● **Work instruction**:
Locate each line with the string "format" in the listing below and copy it.

● **Given records**:
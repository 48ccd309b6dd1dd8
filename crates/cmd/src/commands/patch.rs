// SPDX-FileCopyrightText: 2025 Caspar Water Company
//
// SPDX-License-Identifier: Apache-2.0

use std::io::Write;
use std::path::Path;
use std::sync::Arc;

use anyhow::{Context, Result};
use objproxy::Bucket;

use crate::common::open_latest;

/// Overwrite part of `name` with a local file's content at `offset`.
///
/// Bytes outside the patched range keep their latest remote value; writing
/// past the end extends the object, zero-filling any gap.
pub async fn patch_command(
    bucket: Arc<dyn Bucket>,
    name: &str,
    source: &Path,
    offset: u64,
    out: &mut dyn Write,
) -> Result<()> {
    let content = tokio::fs::read(source)
        .await
        .with_context(|| format!("Failed to read {}", source.display()))?;

    let proxy = open_latest(bucket, name).await?;
    _ = proxy.write_at(&content, offset).await?;
    let record = proxy
        .sync()
        .await
        .with_context(|| format!("Failed to sync {}", name))?;

    writeln!(out, "{}", record)?;
    Ok(())
}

● **Response to the exercise**:
        .with_context(|| format!("Failed to read {}", source.display()))?;
        .with_context(|| format!("Failed to sync {}", name))?;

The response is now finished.